Bagi sebagian orang, reaksi alergi makanan tidak menyebabkan masalah serius. Namun bagi sebagian yang lainnya, reaksi alergi makanan dapat menyebabkan kondisi yang parah bahkan kematian. Reaksi yang mengancam jiwa yang disebabkan oleh alergi.

Gejala Reaksi Anaffilaksis
  • Suara serak, tenggorokan sesak, dan terdapat benjolan di tenggorokan.
  • Mengi, dada sesak, dan sulit bernapas.
  • Denyut jantung cepat.
  • Pusing, melayang, atau pingsan.
  • Kesemutan di tangan, kaki, bibir, atau kulit kepala.
  • Dingin pada kulit, keabu-abuan atau kebiru-biruan dan berkeringat.

Jika Anda atau seseorang yang Anda kenal mengalami gejala-gejala tersebut setelah makan sesuatu, segera hubungi dokter. Anafilaksis memerlukan perawatan darurat dengan obat yang disebut epinefrin.
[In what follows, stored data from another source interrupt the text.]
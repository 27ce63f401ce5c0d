//! Engine configuration

use crate::{CoreError, Result};
use serde::{Deserialize, Serialize};
use std::path::{Path, PathBuf};
use strata_chunkstore::RetryPolicy;
use strata_crypto::{BlockCodec, DEFAULT_BLOCK_SIZE};

/// Default inline threshold (2 KiB)
pub const DEFAULT_INLINE_THRESHOLD: u64 = 2048;

/// Default chunk size limit before block alignment (64 MiB)
pub const DEFAULT_CHUNK_SIZE_LIMIT: u64 = 64 * 1024 * 1024;

/// Top-level configuration
#[derive(Clone, Debug, Default, PartialEq, Serialize, Deserialize)]
#[serde(default)]
pub struct StrataConfig {
    pub storage: StorageConfig,
    pub codec: CodecConfig,
    pub retry: RetryPolicy,
    pub import: ImportConfig,
}

/// Where records and chunks live
#[derive(Clone, Debug, PartialEq, Serialize, Deserialize)]
#[serde(default)]
pub struct StorageConfig {
    /// Directory holding one JSON record per file
    pub records_dir: PathBuf,
    /// Directory holding chunk objects
    pub chunks_dir: PathBuf,
    /// Name recorded for the chunk store in file records
    pub chunk_store: String,
    /// Files at or below this size are stored inline in their record
    pub inline_threshold: u64,
}

impl Default for StorageConfig {
    fn default() -> Self {
        Self {
            records_dir: PathBuf::from(".strata/records"),
            chunks_dir: PathBuf::from(".strata/chunks"),
            chunk_store: "local".to_string(),
            inline_threshold: DEFAULT_INLINE_THRESHOLD,
        }
    }
}

/// Framing of newly written files
#[derive(Clone, Debug, PartialEq, Serialize, Deserialize)]
#[serde(default)]
pub struct CodecConfig {
    /// GCM block size; 0 selects checksum framing
    pub block_size: u32,
    /// Upper bound on a chunk object's size
    pub chunk_size_limit: u64,
}

impl Default for CodecConfig {
    fn default() -> Self {
        Self {
            block_size: DEFAULT_BLOCK_SIZE,
            chunk_size_limit: DEFAULT_CHUNK_SIZE_LIMIT,
        }
    }
}

/// Bulk import settings
#[derive(Clone, Debug, PartialEq, Serialize, Deserialize)]
#[serde(default)]
pub struct ImportConfig {
    /// Files imported concurrently
    pub workers: usize,
}

impl Default for ImportConfig {
    fn default() -> Self {
        Self { workers: 4 }
    }
}

impl StrataConfig {
    /// Load from an optional TOML file, then `STRATA__SECTION__KEY` variables
    pub fn load(path: Option<&Path>) -> Result<Self> {
        let mut builder = config::Config::builder();
        if let Some(path) = path {
            builder = builder.add_source(config::File::from(path).required(true));
        }
        let settings = builder
            .add_source(
                config::Environment::with_prefix("STRATA")
                    .separator("__")
                    .try_parsing(true),
            )
            .build()?;
        let config: Self = settings.try_deserialize()?;
        config.validate()?;
        Ok(config)
    }

    /// Check settings that would otherwise fail deep inside a transfer
    pub fn validate(&self) -> Result<()> {
        self.block_codec()?;
        self.effective_chunk_size_limit()?;
        if self.storage.chunk_store.is_empty() {
            return Err(CoreError::Configuration("chunk store name is empty".to_string()));
        }
        if self.import.workers == 0 {
            return Err(CoreError::Configuration("import workers must be positive".to_string()));
        }
        if self.retry.upload_tries == 0 || self.retry.download_tries == 0 {
            return Err(CoreError::Configuration("retry tries must be positive".to_string()));
        }
        if self.retry.fetch_concurrency == 0 {
            return Err(CoreError::Configuration("fetch concurrency must be positive".to_string()));
        }
        let retry = &self.retry;
        let finite = retry.initial_delay_ms.is_finite()
            && retry.multiplier.is_finite()
            && retry.max_delay_ms.is_finite();
        if !finite
            || retry.initial_delay_ms < 0.0
            || retry.multiplier < 1.0
            || retry.max_delay_ms < retry.initial_delay_ms
        {
            return Err(CoreError::Configuration(format!(
                "bad backoff: initial {} ms, multiplier {}, max {} ms",
                retry.initial_delay_ms, retry.multiplier, retry.max_delay_ms
            )));
        }
        Ok(())
    }

    /// Codec for newly written files
    pub fn block_codec(&self) -> Result<BlockCodec> {
        Ok(BlockCodec::from_block_size(self.codec.block_size)?)
    }

    /// Chunk size limit rounded down to whole encoded blocks
    pub fn effective_chunk_size_limit(&self) -> Result<u64> {
        let ebs = self.block_codec()?.encoded_block_size();
        let limit = self.codec.chunk_size_limit / ebs * ebs;
        if limit == 0 {
            return Err(CoreError::Configuration(format!(
                "chunk size limit {} is smaller than one {} byte block",
                self.codec.chunk_size_limit, ebs
            )));
        }
        Ok(limit)
    }
}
Jenis makanan apa saja yang menyebabkan Alergi ?

  • Pada orang dewasa, makanan yang paling sering menimbulkan reaksi alergi antara lain:
  • Kerang, tiram, udang, lobster, dan kepiting
  • Kacang Pohon kacang, seperti walnut, kacang mete, dan kemiri
  • Ikan (termasuk ikan tongkol)
  • Telur

Gejala yang mirip Alergi Makanan

Masalah medis lainnya dapat memiliki beberapa gejala yang sama seperti alergi makanan, seperti:

  • Makanan keracunan dari makanan yang terkontaminasi atau makanan yang mengandung racun, seperti jamur tertent.
  • Intoleransi Laktosa
  • Irritable bowel syndrome
  • Reaksi terhadap sejumlah besar dari beberapa aditif makanan, seperti MSG (penyedap rasa)

Diagnosis dan pengobatan Alergi makanan
Pengobatan terbaik untuk alergi makanan adalah dengan menghindari makanan yang menyebabkan gejala alergi bagi anda.

Oleh karena itu sangat perlu membaca bahan pada label makanan untuk memastikan bahwa makanan tidak mengandung apa pun yang mungkin menyebabkan alergi bagi anda. Jika Anda mengalami reaksi anafilaksis terhadap makanan tertentu, segera periksakan diri ke dokter. Dokter akan memberikan suntikan darurat jika diperlukan.

Demikianlah beberapa gejala-gejala terhadap alergi makanan, yang dapat kami sampaikan untuk anda semoga bermanfaat. Terima kasih atas kunjungannya. Salam Sehat!